[Data records]
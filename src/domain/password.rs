//! Password hashing with Argon2id.
//!
//! Accounts created without a password carry an "unusable" marker instead of a
//! hash: a `!` followed by random characters. The marker can never be produced
//! by Argon2 and never verifies.

use anyhow::Result;
use argon2::{
    Algorithm, Argon2, Params, Version,
    password_hash::{PasswordHash, PasswordHasher, PasswordVerifier, SaltString, rand_core::OsRng},
};
use rand::{Rng, distr::Alphanumeric};

use crate::config::SecurityConfig;

const UNUSABLE_PASSWORD_PREFIX: char = '!';
const UNUSABLE_PASSWORD_SUFFIX_LENGTH: usize = 40;

/// Argon2id hasher configured from [`SecurityConfig`].
#[derive(Debug, Clone)]
pub struct Argon2Hasher {
    params: Params,
}

impl Argon2Hasher {
    pub fn new(config: &SecurityConfig) -> Result<Self> {
        let params = Params::new(
            config.argon2_memory_cost_kib,
            config.argon2_time_cost,
            config.argon2_parallelism,
            None, // output length (use default)
        )
        .map_err(|e| anyhow::anyhow!("Invalid Argon2 params: {e}"))?;

        Ok(Self { params })
    }

    /// Hashes `password` into a PHC string with a fresh random salt.
    ///
    /// This is CPU-intensive; async callers should run it on a blocking thread.
    pub fn hash(&self, password: &str) -> Result<String> {
        let salt = SaltString::generate(&mut OsRng);
        let argon2 = Argon2::new(Algorithm::Argon2id, Version::V0x13, self.params.clone());

        let hash = argon2
            .hash_password(password.as_bytes(), &salt)
            .map_err(|e| anyhow::anyhow!("Failed to hash password: {e}"))?;

        Ok(hash.to_string())
    }
}

/// Checks `password` against a stored hash.
///
/// Returns false for unusable markers and malformed hashes. The Argon2 params
/// are taken from the PHC string, so hashes made with older settings still verify.
#[must_use]
pub fn verify_password(password: &str, stored: &str) -> bool {
    if !is_usable_password(stored) {
        return false;
    }

    let Ok(parsed_hash) = PasswordHash::new(stored) else {
        return false;
    };

    Argon2::default()
        .verify_password(password.as_bytes(), &parsed_hash)
        .is_ok()
}

/// Generates a marker that records "no password set".
#[must_use]
pub fn unusable_password() -> String {
    let suffix: String = rand::rng()
        .sample_iter(&Alphanumeric)
        .take(UNUSABLE_PASSWORD_SUFFIX_LENGTH)
        .map(char::from)
        .collect();

    format!("{UNUSABLE_PASSWORD_PREFIX}{suffix}")
}

#[must_use]
pub fn is_usable_password(stored: &str) -> bool {
    !stored.is_empty() && !stored.starts_with(UNUSABLE_PASSWORD_PREFIX)
}

#[cfg(test)]
mod tests {
    use super::*;

    fn fast_hasher() -> Argon2Hasher {
        Argon2Hasher::new(&SecurityConfig {
            argon2_memory_cost_kib: 1024,
            argon2_time_cost: 1,
            ..SecurityConfig::default()
        })
        .unwrap()
    }

    #[test]
    fn hash_verifies_and_is_not_plaintext() {
        let hasher = fast_hasher();
        let hash = hasher.hash("correct horse").unwrap();

        assert_ne!(hash, "correct horse");
        assert!(hash.starts_with("$argon2id$"));
        assert!(verify_password("correct horse", &hash));
        assert!(!verify_password("wrong horse", &hash));
    }

    #[test]
    fn same_password_gets_distinct_salts() {
        let hasher = fast_hasher();
        let a = hasher.hash("pw").unwrap();
        let b = hasher.hash("pw").unwrap();
        assert_ne!(a, b);
    }

    #[test]
    fn unusable_password_never_verifies() {
        let marker = unusable_password();
        assert!(!is_usable_password(&marker));
        assert_eq!(marker.len(), 1 + UNUSABLE_PASSWORD_SUFFIX_LENGTH);
        assert!(!verify_password("", &marker));
        assert!(!verify_password(&marker, &marker));
    }

    #[test]
    fn malformed_hash_does_not_verify() {
        assert!(!verify_password("pw", "not-a-phc-string"));
        assert!(!verify_password("pw", ""));
    }

    #[test]
    fn rejects_invalid_params() {
        let config = SecurityConfig {
            argon2_time_cost: 0,
            ..SecurityConfig::default()
        };
        assert!(Argon2Hasher::new(&config).is_err());
    }
}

_EXERCISE INSTRUCTIONS_. Could you transcribe all of the entries exactly, leaving nothing out?

_RESULT OF THE TASK_.
filename src/domain/password.rs
//! Password hashing with Argon2id.
//!
//! Accounts created without a password carry an "unusable" marker instead of a
//! hash: a `!` followed by random characters. The marker can never be produced
//! by Argon2 and never verifies.

use anyhow::Result;
use argon2::{
    Algorithm, Argon2, Params, Version,
    password_hash::{PasswordHash, PasswordHasher, PasswordVerifier, SaltString, rand_core::OsRng},
};
use rand::{Rng, distr::Alphanumeric};

use crate::config::SecurityConfig;

const UNUSABLE_PASSWORD_PREFIX: char = '!';
const UNUSABLE_PASSWORD_SUFFIX_LENGTH: usize = 40;

/// Argon2id hasher configured from [`SecurityConfig`].
#[derive(Debug, Clone)]
pub struct Argon2Hasher {
    params: Params,
}

impl Argon2Hasher {
    pub fn new(config: &SecurityConfig) -> Result<Self> {
        let params = Params::new(
            config.argon2_memory_cost_kib,
            config.argon2_time_cost,
            config.argon2_parallelism,
            None, // output length (use default)
        )
        .map_err(|e| anyhow::anyhow!("Invalid Argon2 params: {e}"))?;

        Ok(Self { params })
    }

    /// Hashes `password` into a PHC string with a fresh random salt.
    ///
    /// This is CPU-intensive; async callers should run it on a blocking thread.
    pub fn hash(&self, password: &str) -> Result<String> {
        let salt = SaltString::generate(&mut OsRng);
        let argon2 = Argon2::new(Algorithm::Argon2id, Version::V0x13, self.params.clone());

        let hash = argon2
            .hash_password(password.as_bytes(), &salt)
            .map_err(|e| anyhow::anyhow!("Failed to hash password: {e}"))?;

        Ok(hash.to_string())
    }
}

/// Checks `password` against a stored hash.
///
/// Returns false for unusable markers and malformed hashes. The Argon2 params
/// are taken from the PHC string, so hashes made with older settings still verify.
#[must_use]
pub fn verify_password(password: &str, stored: &str) -> bool {
    if !is_usable_password(stored) {
        return false;
    }

    let Ok(parsed_hash) = PasswordHash::new(stored) else {
        return false;
    };

    Argon2::default()
        .verify_password(password.as_bytes(), &parsed_hash)
        .is_ok()
}

/// Generates a marker that records "no password set".
#[must_use]
pub fn unusable_password() -> String {
    let suffix: String = rand::rng()
        .sample_iter(&Alphanumeric)
        .take(UNUSABLE_PASSWORD_SUFFIX_LENGTH)
        .map(char::from)
        .collect();

    format!("{UNUSABLE_PASSWORD_PREFIX}{suffix}")
}

#[must_use]
pub fn is_usable_password(stored: &str) -> bool {
    !stored.is_empty() && !stored.starts_with(UNUSABLE_PASSWORD_PREFIX)
}

#[cfg(test)]
mod tests {
    use super::*;

    fn fast_hasher() -> Argon2Hasher {
        Argon2Hasher::new(&SecurityConfig {
            argon2_memory_cost_kib: 1024,
            argon2_time_cost: 1,
            ..SecurityConfig::default()
        })
        .unwrap()
    }

    #[test]
    fn hash_verifies_and_is_not_plaintext() {
        let hasher = fast_hasher();
        let hash = hasher.hash("correct horse").unwrap();

        assert_ne!(hash, "correct horse");
        assert!(hash.starts_with("$argon2id$"));
        assert!(verify_password("correct horse", &hash));
        assert!(!verify_password("wrong horse", &hash));
    }

    #[test]
    fn same_password_gets_distinct_salts() {
        let hasher = fast_hasher();
        let a = hasher.hash("pw").unwrap();
        let b = hasher.hash("pw").unwrap();
        assert_ne!(a, b);
    }

    #[test]
    fn unusable_password_never_verifies() {
        let marker = unusable_password();
        assert!(!is_usable_password(&marker));
        assert_eq!(marker.len(), 1 + UNUSABLE_PASSWORD_SUFFIX_LENGTH);
        assert!(!verify_password("", &marker));
        assert!(!verify_password(&marker, &marker));
    }

    #[test]
    fn malformed_hash_does_not_verify() {
        assert!(!verify_password("pw", "not-a-phc-string"));
        assert!(!verify_password("pw", ""));
    }

    #[test]
    fn rejects_invalid_params() {
        let config = SecurityConfig {
            argon2_time_cost: 0,
            ..SecurityConfig::default()
        };
        assert!(Argon2Hasher::new(&config).is_err());
    }
}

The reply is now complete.